• [Task prompt]:
With the first line below as the start and the line containing "pub enum JoinSemantics" as the end, copy every line between them exactly, ends included.

Saved entries
Segment Open
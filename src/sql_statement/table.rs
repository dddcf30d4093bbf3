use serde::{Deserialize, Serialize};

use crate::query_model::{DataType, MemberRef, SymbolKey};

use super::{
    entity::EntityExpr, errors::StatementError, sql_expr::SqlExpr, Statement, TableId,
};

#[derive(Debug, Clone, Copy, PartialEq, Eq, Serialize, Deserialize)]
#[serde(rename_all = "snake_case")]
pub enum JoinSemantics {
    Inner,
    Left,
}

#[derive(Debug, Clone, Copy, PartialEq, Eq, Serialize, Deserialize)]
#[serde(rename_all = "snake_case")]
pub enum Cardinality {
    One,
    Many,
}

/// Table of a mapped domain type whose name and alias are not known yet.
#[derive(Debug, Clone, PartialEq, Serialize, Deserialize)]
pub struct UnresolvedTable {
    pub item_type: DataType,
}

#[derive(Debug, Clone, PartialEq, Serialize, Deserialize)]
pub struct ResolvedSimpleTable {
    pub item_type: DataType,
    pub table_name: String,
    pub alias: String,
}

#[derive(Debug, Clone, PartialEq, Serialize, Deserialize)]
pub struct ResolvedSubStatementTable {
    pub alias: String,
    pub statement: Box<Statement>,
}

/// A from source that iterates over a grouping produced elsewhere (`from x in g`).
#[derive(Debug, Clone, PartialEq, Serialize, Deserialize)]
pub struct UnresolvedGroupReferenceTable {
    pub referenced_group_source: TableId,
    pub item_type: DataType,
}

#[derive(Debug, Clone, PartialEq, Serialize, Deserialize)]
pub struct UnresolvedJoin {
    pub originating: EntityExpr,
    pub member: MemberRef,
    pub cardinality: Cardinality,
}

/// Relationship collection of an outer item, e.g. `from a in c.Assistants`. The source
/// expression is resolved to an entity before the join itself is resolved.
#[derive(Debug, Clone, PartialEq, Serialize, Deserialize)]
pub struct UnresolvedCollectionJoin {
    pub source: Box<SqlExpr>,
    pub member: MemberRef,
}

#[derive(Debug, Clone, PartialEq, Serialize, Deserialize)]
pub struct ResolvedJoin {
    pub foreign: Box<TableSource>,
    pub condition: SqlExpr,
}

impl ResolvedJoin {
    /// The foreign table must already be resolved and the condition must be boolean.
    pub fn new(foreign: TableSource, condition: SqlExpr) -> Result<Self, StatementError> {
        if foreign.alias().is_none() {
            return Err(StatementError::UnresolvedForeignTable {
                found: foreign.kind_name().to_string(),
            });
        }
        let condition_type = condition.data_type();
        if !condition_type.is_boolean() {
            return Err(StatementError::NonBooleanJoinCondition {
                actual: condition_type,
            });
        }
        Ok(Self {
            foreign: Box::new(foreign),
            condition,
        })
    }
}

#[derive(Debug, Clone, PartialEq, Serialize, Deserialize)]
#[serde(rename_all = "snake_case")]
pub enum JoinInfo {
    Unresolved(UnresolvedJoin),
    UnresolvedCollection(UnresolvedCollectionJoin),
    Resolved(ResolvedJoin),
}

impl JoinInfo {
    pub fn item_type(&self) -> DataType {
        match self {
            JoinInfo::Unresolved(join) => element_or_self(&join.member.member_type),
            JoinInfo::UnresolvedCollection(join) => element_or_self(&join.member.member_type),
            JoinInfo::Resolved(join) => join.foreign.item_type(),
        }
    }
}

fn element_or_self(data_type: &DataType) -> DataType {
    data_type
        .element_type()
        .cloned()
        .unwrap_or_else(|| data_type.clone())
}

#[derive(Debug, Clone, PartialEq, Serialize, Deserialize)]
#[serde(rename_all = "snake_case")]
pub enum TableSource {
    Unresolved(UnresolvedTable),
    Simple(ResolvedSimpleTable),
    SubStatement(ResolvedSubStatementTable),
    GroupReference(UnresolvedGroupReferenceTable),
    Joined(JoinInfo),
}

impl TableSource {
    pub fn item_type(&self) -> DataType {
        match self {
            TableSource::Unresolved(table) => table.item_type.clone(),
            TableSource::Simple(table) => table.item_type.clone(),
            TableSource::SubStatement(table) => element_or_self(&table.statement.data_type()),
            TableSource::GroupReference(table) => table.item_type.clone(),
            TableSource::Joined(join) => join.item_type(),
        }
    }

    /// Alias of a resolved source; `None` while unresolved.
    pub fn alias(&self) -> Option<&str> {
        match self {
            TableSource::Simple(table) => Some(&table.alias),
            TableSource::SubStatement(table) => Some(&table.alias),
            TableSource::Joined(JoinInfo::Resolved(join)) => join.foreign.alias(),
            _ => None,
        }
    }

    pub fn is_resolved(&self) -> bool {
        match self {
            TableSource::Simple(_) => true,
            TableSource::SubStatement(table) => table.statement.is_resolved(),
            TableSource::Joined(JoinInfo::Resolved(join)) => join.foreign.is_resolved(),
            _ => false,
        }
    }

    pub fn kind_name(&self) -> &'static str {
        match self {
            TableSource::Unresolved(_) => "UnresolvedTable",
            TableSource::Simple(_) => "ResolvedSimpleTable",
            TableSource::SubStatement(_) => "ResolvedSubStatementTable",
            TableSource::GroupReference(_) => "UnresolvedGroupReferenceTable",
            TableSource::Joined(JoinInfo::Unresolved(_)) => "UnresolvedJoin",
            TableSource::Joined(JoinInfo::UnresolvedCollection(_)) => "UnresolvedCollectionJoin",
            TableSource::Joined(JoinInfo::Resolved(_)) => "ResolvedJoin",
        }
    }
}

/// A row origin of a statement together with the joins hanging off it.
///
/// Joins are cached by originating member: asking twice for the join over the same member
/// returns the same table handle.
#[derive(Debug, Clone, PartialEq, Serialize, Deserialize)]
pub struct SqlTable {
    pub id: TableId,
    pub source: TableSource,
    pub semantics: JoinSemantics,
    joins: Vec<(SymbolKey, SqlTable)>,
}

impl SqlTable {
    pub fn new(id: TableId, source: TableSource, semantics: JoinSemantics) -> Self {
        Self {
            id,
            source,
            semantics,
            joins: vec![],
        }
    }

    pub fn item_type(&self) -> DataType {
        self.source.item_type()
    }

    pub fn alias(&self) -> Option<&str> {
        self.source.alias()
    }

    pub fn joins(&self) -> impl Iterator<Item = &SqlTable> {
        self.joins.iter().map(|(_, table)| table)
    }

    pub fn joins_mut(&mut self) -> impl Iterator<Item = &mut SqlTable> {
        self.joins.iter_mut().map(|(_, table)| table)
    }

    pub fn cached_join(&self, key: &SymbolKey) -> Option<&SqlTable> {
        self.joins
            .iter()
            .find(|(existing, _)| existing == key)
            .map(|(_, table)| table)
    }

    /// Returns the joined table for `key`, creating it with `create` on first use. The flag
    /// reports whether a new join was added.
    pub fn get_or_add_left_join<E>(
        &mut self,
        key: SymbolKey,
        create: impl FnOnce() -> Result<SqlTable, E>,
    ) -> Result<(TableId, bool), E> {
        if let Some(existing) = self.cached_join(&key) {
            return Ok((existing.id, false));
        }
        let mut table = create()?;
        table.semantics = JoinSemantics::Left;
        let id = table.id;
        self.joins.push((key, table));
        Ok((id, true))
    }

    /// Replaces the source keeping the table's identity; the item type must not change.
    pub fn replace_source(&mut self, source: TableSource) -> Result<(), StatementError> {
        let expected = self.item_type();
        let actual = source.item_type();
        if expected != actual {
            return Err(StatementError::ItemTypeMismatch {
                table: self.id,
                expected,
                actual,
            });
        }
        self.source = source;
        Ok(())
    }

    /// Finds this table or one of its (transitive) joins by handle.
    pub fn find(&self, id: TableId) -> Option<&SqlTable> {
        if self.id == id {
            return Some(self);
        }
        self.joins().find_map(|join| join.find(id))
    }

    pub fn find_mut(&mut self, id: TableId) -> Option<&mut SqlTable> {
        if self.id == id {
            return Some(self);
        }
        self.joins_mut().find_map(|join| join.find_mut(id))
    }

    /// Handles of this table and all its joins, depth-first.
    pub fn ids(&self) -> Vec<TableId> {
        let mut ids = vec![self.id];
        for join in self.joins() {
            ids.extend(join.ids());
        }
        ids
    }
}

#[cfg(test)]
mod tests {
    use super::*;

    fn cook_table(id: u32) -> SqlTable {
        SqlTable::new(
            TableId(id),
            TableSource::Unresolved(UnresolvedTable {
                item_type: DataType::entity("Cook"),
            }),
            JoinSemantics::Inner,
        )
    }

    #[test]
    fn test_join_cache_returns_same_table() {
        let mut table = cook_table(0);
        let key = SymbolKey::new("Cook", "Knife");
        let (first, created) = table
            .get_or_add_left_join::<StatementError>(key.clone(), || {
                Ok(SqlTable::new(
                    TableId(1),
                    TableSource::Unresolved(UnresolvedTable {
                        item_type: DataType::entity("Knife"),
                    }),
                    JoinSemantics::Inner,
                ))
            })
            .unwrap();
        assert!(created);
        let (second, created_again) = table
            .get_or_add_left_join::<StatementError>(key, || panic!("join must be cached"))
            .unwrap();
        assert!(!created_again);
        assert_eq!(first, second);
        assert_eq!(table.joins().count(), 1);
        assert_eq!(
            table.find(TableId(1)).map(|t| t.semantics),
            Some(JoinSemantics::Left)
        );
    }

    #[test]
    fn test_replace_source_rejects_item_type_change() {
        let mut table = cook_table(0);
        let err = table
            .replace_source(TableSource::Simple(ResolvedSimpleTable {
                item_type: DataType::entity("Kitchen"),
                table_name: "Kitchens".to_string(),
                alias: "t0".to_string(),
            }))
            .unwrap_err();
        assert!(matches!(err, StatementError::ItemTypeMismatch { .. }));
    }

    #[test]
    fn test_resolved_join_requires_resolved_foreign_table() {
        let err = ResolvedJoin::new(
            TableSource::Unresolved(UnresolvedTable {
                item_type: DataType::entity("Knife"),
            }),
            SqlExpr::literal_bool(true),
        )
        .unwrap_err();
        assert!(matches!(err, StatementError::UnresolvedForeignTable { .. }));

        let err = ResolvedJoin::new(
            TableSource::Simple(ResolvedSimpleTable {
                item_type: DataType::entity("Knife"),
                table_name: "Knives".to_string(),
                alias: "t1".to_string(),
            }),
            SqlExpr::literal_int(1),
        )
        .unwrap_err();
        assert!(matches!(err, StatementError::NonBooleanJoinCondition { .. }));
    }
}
Segment Closed
• [Result of the exercise]:
filename src/sql_statement/table.rs
repository dddcf30d4093bbf3
use serde::{Deserialize, Serialize};

use crate::query_model::{DataType, MemberRef, SymbolKey};

use super::{
    entity::EntityExpr, errors::StatementError, sql_expr::SqlExpr, Statement, TableId,
};

#[derive(Debug, Clone, Copy, PartialEq, Eq, Serialize, Deserialize)]
#[serde(rename_all = "snake_case")]
pub enum JoinSemantics {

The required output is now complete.